Friday, May 24, 2013

Thinking about health choices

I have been thinking a lot about Angelina Jolie's recent information regarding her preventative double mastectomy.  The response to her editorial regarding this has been surprising to me.  Here's what I expected:
"Wow. That was pretty extreme. I don't know if I would do that."  Here is what I heard:
"Now doctors will do more unnecessary surgeries and woman will be clamoring for them."

First of all, I know of a number of people who have had hysterectomies preventatively.  There were indications that there could be something significant awry and it was deemed safer for the woman's overall health, to simply remove the organs in question.  No one that I knew thought anything negative about their choice to do this.  Everyone thought it was better to remove immediately than "wait and see."

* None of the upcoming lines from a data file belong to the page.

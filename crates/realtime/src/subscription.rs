// SPDX-License-Identifier: MIT
// Copyright (c) 2026 Alfred Jean LLC

//! Subscription handles returned by `subscribe`.

use std::sync::atomic::{AtomicBool, Ordering};
use std::sync::Arc;

use tracing::debug;

use crate::client::Shared;
use crate::connection::Command;
use crate::registry::SubscriptionId;

/// Handle for one active subscription.
///
/// Cancellation is explicit: dropping the handle leaves the callbacks
/// registered. `cancel` is idempotent and safe to call from any thread.
pub struct Subscription {
    id: SubscriptionId,
    shared: Arc<Shared>,
    cancelled: AtomicBool,
}

impl Subscription {
    pub(crate) fn new(id: SubscriptionId, shared: Arc<Shared>) -> Self {
        Subscription {
            id,
            shared,
            cancelled: AtomicBool::new(false),
        }
    }

    /// Identifier of this subscription.
    pub fn id(&self) -> SubscriptionId {
        self.id
    }

    /// True once `cancel` has been called.
    pub fn is_cancelled(&self) -> bool {
        self.cancelled.load(Ordering::SeqCst)
    }

    /// Removes this subscription's callbacks from the registry.
    ///
    /// Only entries created by this handle are removed; other
    /// subscriptions on the same channels keep receiving events. If the
    /// registry empties, the connection is closed. Repeat calls are no-ops.
    ///
    /// An event already pulled off the wire when `cancel` runs may still
    /// be delivered once; nothing fires after that.
    pub fn cancel(&self) {
        if self.cancelled.swap(true, Ordering::SeqCst) {
            return;
        }

        let emptied = {
            let mut registry = self.shared.lock_registry();
            registry.unregister(self.id);
            registry.is_empty()
        };
        debug!(id = self.id.value(), emptied, "cancelled subscription");

        if emptied {
            self.shared.send_command(Command::Disconnect);
        }
    }
}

So why is Jolie's case so different?  I would suggest that it is because breasts define our womanhood in society.  They shout out to the world our femininity and one of our roles, that of nurturing children. To be sure, not all women conceive, not all women breast feed, but culturally it is still a part of who we are.

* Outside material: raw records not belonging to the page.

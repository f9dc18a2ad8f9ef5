// SPDX-License-Identifier: MIT
// Copyright (c) 2026 Alfred Jean LLC

//! Error types surfaced by the realtime client.
//!
//! Taxonomy:
//! - [`RealtimeError`] reaches registered error callbacks: server error
//!   frames and transport-level failures. Both feed the reconnect policy
//!   without tearing down the registry.
//! - [`DecodeError`] is scoped to one callback invocation: a payload that
//!   does not match the subscription's expected type is logged and skipped,
//!   other callbacks on the same event are unaffected.
//! - Unrecognized or malformed frames are dropped silently (protocol
//!   errors have no caller-visible surface).

use pulse_core::ServerError;
use thiserror::Error;

/// Error delivered to callbacks registered with `on_error`.
#[derive(Debug, Clone, PartialEq, Eq, Error)]
pub enum RealtimeError {
    /// Structured error pushed by the server in an `"error"` frame.
    #[error(transparent)]
    Server(#[from] ServerError),

    /// Connection-level failure (connect, receive, unexpected close).
    #[error("transport error: {0}")]
    Transport(String),
}

/// Payload decode failure for a single callback invocation.
///
/// Never fatal: the dispatcher logs it and keeps routing the event to the
/// remaining callbacks. A subscription whose expected type can never match
/// surfaces one of these per event until the caller fixes the type.
#[derive(Debug, Error)]
#[error("failed to decode payload for channel '{channel}': {source}")]
pub struct DecodeError {
    /// Channel the event was routed on.
    pub channel: String,
    /// The underlying decode failure.
    #[source]
    pub source: serde_json::Error,
}
// SPDX-License-Identifier: MIT
// Copyright (c) 2026 Alfred Jean LLC

//! Connection actor owning the realtime transport.
//!
//! The actor is the only code that touches the transport, so connection
//! opens and closes are serialized by construction and at most one
//! physical connection exists at a time. It is driven by two event
//! sources:
//! - commands from the client (`Reconnect` after a debounced subscribe,
//!   `Disconnect` when the registry empties), and
//! - the transport itself (inbound frames, close, errors).
//!
//! Lifecycle is an explicit state machine, `Closed -> Connecting -> Open
//! -> Closed`, published through a watch channel. The reconnect policy is
//! a function of state and cause: an unexpected close while subscriptions
//! remain triggers exactly one delayed reconnect with the registry's
//! current channel list; an explicit disconnect never does.

use std::sync::Weak;
use std::time::Duration;

use tokio::sync::{mpsc, watch};
use tracing::{debug, info, warn};

use pulse_core::ClientConfig;

use crate::client::Shared;
use crate::dispatcher;
use crate::error::RealtimeError;
use crate::transport::{Transport, TransportError};

/// State of the realtime connection.
#[derive(Debug, Clone, Copy, PartialEq, Eq)]
pub enum ConnectionState {
    /// No connection.
    Closed,
    /// Connection attempt in progress.
    Connecting,
    /// Connection established; frames are being dispatched.
    Open,
}

/// Commands from the client into the actor.
#[derive(Debug, Clone, Copy, PartialEq, Eq)]
pub(crate) enum Command {
    /// Replace the current connection with one reflecting the registry.
    Reconnect,
    /// Close the connection and stay closed until the next reconnect.
    Disconnect,
}

/// Actor task owning the transport.
pub(crate) struct ConnectionActor<T: Transport> {
    transport: T,
    config: ClientConfig,
    /// Weak so a dropped client (and its handles) shuts the actor down.
    shared: Weak<Shared>,
    commands: mpsc::UnboundedReceiver<Command>,
    state: watch::Sender<ConnectionState>,
    reconnect_delay: Duration,
}

impl<T: Transport> ConnectionActor<T> {
    pub(crate) fn new(
        transport: T,
        config: ClientConfig,
        shared: Weak<Shared>,
        commands: mpsc::UnboundedReceiver<Command>,
        state: watch::Sender<ConnectionState>,
        reconnect_delay: Duration,
    ) -> Self {
        ConnectionActor {
            transport,
            config,
            shared,
            commands,
            state,
            reconnect_delay,
        }
    }

    /// Runs until the command channel closes (client and handles dropped).
    pub(crate) async fn run(mut self) {
        loop {
            if self.transport.is_connected() {
                tokio::select! {
                    command = self.commands.recv() => match command {
                        Some(Command::Reconnect) => self.reconnect().await,
                        Some(Command::Disconnect) => self.disconnect().await,
                        None => break,
                    },
                    frame = self.transport.recv() => match frame {
                        Ok(Some(text)) => {
                            if let Some(shared) = self.shared.upgrade() {
                                dispatcher::dispatch_frame(&shared, &text);
                            }
                        }
                        Ok(None) => {
                            debug!("realtime connection closed by peer");
                            self.connection_lost(None).await;
                        }
                        Err(error) => {
                            self.connection_lost(Some(error)).await;
                        }
                    },
                }
            } else {
                match self.commands.recv().await {
                    Some(Command::Reconnect) => self.reconnect().await,
                    Some(Command::Disconnect) => {}
                    None => break,
                }
            }
        }

        let _ = self.transport.close().await;
        self.state.send_replace(ConnectionState::Closed);
        debug!("connection actor stopped");
    }

    /// Opens a connection reflecting the registry's current channel list,
    /// replacing any live connection.
    ///
    /// There is no incremental channel-add on a live socket: a changed
    /// subscription set always means close-and-reopen with the full list.
    async fn reconnect(&mut self) {
        let Some(shared) = self.shared.upgrade() else {
            return;
        };

        let channels = shared.lock_registry().channels();
        if channels.is_empty() {
            self.disconnect().await;
            return;
        }

        if self.transport.is_connected() {
            let _ = self.transport.close().await;
        }

        self.state.send_replace(ConnectionState::Connecting);
        let url = self.config.realtime_url(&channels);
        debug!(channels = channels.len(), "opening realtime connection");

        match self.transport.connect(&url).await {
            Ok(()) => {
                info!("realtime connection open ({} channels)", channels.len());
                self.state.send_replace(ConnectionState::Open);
            }
            Err(error) => {
                warn!("realtime connect failed: {}", error);
                self.state.send_replace(ConnectionState::Closed);
                shared.report_error(&RealtimeError::Transport(error.to_string()));
            }
        }
    }

    /// Explicit close; never followed by an automatic reconnect.
    async fn disconnect(&mut self) {
        if self.transport.is_connected() {
            let _ = self.transport.close().await;
            info!("realtime connection closed");
        }
        self.state.send_replace(ConnectionState::Closed);
    }

    /// Unexpected close or receive failure on a live connection.
    ///
    /// Reports the error, then makes a single delayed reconnect attempt
    /// with whatever the registry holds by then. A `Disconnect` arriving
    /// during the wait, or a registry emptied in the meantime, cancels the
    /// attempt.
    async fn connection_lost(&mut self, error: Option<TransportError>) {
        let _ = self.transport.close().await;
        self.state.send_replace(ConnectionState::Closed);

        let Some(shared) = self.shared.upgrade() else {
            return;
        };
        if let Some(error) = error {
            warn!("realtime receive failed: {}", error);
            shared.report_error(&RealtimeError::Transport(error.to_string()));
        }
        if shared.lock_registry().is_empty() {
            return;
        }
        drop(shared);

        warn!(
            "realtime connection lost, reconnecting in {:?}",
            self.reconnect_delay
        );
        tokio::select! {
            () = tokio::time::sleep(self.reconnect_delay) => self.reconnect().await,
            command = self.commands.recv() => match command {
                Some(Command::Reconnect) => self.reconnect().await,
                Some(Command::Disconnect) | None => {}
            },
        }
    }
}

A dear friend of mine had  a post on Facebook recently that said something about migraine sufferers would not cut off their heads, why should women cut off their breasts.  I respect his right to post that; his wife is a breast cancer survivor.  And a bit of me agrees with his theory.  I am personally much more in the camp of healthy eating, healthy living, and a much more Eastern philosophy of mind/body health is my personal path.  Though as a chronic migraine sufferer, part of me wanted to tell him there are lots of times when I wanted to cut my head off! LOL

However, here is what is important.  What to do about a genetic predisposition to cancer should be each individual's choice.  I have another friend whose family has been devastated by breast cancer. It is clearly a genetic issue. Mom , cousin, and sister all with the same devastating cancer.  If there is a way to prevent that, and I  had watched three members of my family pass away from it, I think I would want to consider this more radical solution.

What is good about the Angelina Jolie issue is that a stunning, successful young woman has made a difficult choice and been willing to share her rationale with the world.  Her partner has also spoken out in a supportive and loving manner about  her decision.  That is a healthy role model for all of us.